(Work request)
For the material below, output exactly the span from the line with "for one symbol." to the line with "wrapping the given", including both, and nothing besides.

┌──

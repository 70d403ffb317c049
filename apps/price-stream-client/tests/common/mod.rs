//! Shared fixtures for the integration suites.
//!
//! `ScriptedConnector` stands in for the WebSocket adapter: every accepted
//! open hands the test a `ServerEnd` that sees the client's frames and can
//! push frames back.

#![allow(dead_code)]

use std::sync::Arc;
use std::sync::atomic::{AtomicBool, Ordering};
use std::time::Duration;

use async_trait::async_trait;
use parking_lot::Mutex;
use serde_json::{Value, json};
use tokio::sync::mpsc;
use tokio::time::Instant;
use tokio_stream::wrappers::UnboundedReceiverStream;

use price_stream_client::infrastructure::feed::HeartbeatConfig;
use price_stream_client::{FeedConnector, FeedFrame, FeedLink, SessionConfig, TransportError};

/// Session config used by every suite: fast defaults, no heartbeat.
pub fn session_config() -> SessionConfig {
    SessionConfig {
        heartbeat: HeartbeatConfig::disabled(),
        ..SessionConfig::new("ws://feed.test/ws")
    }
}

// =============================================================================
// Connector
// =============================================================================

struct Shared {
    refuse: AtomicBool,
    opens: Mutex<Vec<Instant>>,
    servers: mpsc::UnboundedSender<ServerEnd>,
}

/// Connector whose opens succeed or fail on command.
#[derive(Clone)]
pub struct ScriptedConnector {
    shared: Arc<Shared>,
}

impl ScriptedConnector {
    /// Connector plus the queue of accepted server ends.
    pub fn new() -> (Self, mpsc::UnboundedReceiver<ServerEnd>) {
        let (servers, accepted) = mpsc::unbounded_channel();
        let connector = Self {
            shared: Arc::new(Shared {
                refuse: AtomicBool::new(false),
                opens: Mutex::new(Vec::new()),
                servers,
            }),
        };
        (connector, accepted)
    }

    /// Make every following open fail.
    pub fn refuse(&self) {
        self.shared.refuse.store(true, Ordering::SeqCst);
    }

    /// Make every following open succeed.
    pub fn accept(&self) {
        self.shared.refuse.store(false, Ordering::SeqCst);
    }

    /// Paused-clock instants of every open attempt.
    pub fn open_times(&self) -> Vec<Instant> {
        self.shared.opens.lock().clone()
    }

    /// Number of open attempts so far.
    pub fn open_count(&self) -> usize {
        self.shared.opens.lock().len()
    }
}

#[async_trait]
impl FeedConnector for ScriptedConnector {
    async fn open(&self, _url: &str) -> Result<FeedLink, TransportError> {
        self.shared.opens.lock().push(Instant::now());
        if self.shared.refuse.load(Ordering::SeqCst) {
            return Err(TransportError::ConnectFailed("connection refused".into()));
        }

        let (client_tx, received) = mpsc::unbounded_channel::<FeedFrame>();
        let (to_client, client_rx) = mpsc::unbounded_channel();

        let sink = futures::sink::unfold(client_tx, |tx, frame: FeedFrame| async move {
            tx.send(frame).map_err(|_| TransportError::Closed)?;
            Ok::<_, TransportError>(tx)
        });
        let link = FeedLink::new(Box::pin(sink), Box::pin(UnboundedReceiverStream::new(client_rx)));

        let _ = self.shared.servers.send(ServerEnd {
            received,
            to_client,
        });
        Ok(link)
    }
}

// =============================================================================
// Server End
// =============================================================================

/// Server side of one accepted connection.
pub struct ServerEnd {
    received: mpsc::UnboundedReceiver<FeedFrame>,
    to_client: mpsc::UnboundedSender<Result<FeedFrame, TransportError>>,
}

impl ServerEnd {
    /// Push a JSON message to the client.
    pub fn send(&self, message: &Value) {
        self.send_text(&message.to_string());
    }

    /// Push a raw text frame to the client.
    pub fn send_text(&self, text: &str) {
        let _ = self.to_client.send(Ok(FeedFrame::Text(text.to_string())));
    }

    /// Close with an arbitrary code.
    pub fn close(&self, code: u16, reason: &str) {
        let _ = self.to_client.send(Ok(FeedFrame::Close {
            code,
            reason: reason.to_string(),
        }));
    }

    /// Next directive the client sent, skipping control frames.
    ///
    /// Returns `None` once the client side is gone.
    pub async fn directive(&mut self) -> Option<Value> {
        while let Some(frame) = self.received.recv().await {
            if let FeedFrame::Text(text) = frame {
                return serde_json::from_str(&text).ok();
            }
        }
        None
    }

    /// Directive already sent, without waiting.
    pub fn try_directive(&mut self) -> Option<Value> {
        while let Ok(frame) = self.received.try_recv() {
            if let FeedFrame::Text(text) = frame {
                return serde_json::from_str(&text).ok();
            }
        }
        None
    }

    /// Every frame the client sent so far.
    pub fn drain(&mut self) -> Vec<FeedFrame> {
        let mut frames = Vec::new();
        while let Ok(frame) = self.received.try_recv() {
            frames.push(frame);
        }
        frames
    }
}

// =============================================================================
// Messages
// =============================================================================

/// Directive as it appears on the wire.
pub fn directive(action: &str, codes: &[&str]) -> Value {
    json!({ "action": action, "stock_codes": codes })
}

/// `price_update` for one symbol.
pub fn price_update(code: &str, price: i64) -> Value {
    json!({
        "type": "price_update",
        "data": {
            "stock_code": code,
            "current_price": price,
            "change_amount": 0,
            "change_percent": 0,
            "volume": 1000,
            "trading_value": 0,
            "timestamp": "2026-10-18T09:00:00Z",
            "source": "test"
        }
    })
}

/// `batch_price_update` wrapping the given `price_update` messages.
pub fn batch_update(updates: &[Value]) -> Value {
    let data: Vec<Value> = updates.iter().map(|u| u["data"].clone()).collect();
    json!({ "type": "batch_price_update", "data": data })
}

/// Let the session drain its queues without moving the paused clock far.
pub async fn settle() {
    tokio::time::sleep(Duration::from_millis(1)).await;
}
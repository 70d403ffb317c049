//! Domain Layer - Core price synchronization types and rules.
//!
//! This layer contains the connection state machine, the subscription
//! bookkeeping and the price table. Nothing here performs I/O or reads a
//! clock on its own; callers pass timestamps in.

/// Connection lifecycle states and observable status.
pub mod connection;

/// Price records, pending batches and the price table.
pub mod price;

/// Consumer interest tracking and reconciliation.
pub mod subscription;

└──

(Exercise solution)
/// `price_update` for one symbol.
pub fn price_update(code: &str, price: i64) -> Value {
    json!({
        "type": "price_update",
        "data": {
            "stock_code": code,
            "current_price": price,
            "change_amount": 0,
            "change_percent": 0,
            "volume": 1000,
            "trading_value": 0,
            "timestamp": "2026-10-18T09:00:00Z",
            "source": "test"
        }
    })
}

/// `batch_price_update` wrapping the given `price_update` messages.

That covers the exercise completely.